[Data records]

═══

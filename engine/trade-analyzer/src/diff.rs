use crate::config::AnalyzerConfig;
use crate::types::RosterEvaluation;

/// Compare two evaluations of the same team and describe the meaningful
/// positional swings.
///
/// Positions are visited in the before-snapshot's reporting order; a
/// position missing from the after-snapshot reads as zero. A position can
/// produce both a starter note and a depth note.
pub fn shift_notes(
    config: &AnalyzerConfig,
    before: &RosterEvaluation,
    after: &RosterEvaluation,
) -> Vec<String> {
    let mut notes = Vec::new();

    for (position, before_score) in &before.scores {
        let after_score = after.scores.get(position).copied().unwrap_or_default();

        let starter_diff = after_score.starter_score - before_score.starter_score;
        let depth_diff = after_score.depth_score - before_score.depth_score;

        if starter_diff >= config.starter_shift_min {
            notes.push(format!("{position} starter strength improves by {starter_diff}."));
        } else if starter_diff <= -config.starter_shift_min {
            notes.push(format!("{position} starter strength drops by {}.", -starter_diff));
        }

        if depth_diff >= config.depth_shift_min {
            notes.push(format!("{position} depth improves by {depth_diff}."));
        } else if depth_diff <= -config.depth_shift_min {
            notes.push(format!("{position} depth thins by {}.", -depth_diff));
        }
    }

    notes
}

#[cfg(test)]
mod tests {
    use super::*;
    use crate::types::PositionScore;
    use league_registry::Position;
    use std::collections::BTreeMap;

    fn eval_with(scores: Vec<(Position, i64, i64)>) -> RosterEvaluation {
        let mut map = BTreeMap::new();
        for (position, starter_score, depth_score) in scores {
            map.insert(position, PositionScore { starter_score, depth_score, count: 3 });
        }
        RosterEvaluation {
            players: Vec::new(),
            total_value: 0,
            scores: map,
            strengths: Vec::new(),
            weaknesses: Vec::new(),
        }
    }

    #[test]
    fn test_small_swings_stay_quiet() {
        let before = eval_with(vec![(Position::RB, 80, 60)]);
        let after = eval_with(vec![(Position::RB, 87, 69)]);

        // +7 starters and +9 depth are both under the reporting minimums.
        assert!(shift_notes(&AnalyzerConfig::default(), &before, &after).is_empty());
    }

    #[test]
    fn test_threshold_swings_are_reported() {
        let before = eval_with(vec![(Position::RB, 80, 60)]);
        let after = eval_with(vec![(Position::RB, 88, 50)]);

        let notes = shift_notes(&AnalyzerConfig::default(), &before, &after);
        assert_eq!(
            notes,
            vec![
                "RB starter strength improves by 8.".to_string(),
                "RB depth thins by 10.".to_string(),
            ]
        );
    }

    #[test]
    fn test_notes_follow_reporting_order() {
        let before = eval_with(vec![
            (Position::K, 10, 0),
            (Position::QB, 60, 0),
            (Position::WR, 75, 40),
        ]);
        let after = eval_with(vec![
            (Position::K, 30, 0),
            (Position::QB, 40, 0),
            (Position::WR, 90, 40),
        ]);

        let notes = shift_notes(&AnalyzerConfig::default(), &before, &after);
        assert_eq!(
            notes,
            vec![
                "QB starter strength drops by 20.".to_string(),
                "WR starter strength improves by 15.".to_string(),
                "K starter strength improves by 20.".to_string(),
            ]
        );
    }

    #[test]
    fn test_position_missing_after_reads_as_zero() {
        let before = eval_with(vec![(Position::QB, 60, 0)]);
        let after = eval_with(vec![]);

        let notes = shift_notes(&AnalyzerConfig::default(), &before, &after);
        assert_eq!(notes, vec!["QB starter strength drops by 60.".to_string()]);
    }
}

═══

- [Work to be completed] The answer must contain only the lines from the one with "let after = eval_with(vec![]);" to the end of the entries above, each written out exactly.

- [Finished task]
        let after = eval_with(vec![]);

        let notes = shift_notes(&AnalyzerConfig::default(), &before, &after);
        assert_eq!(notes, vec!["QB starter strength drops by 60.".to_string()]);
    }
}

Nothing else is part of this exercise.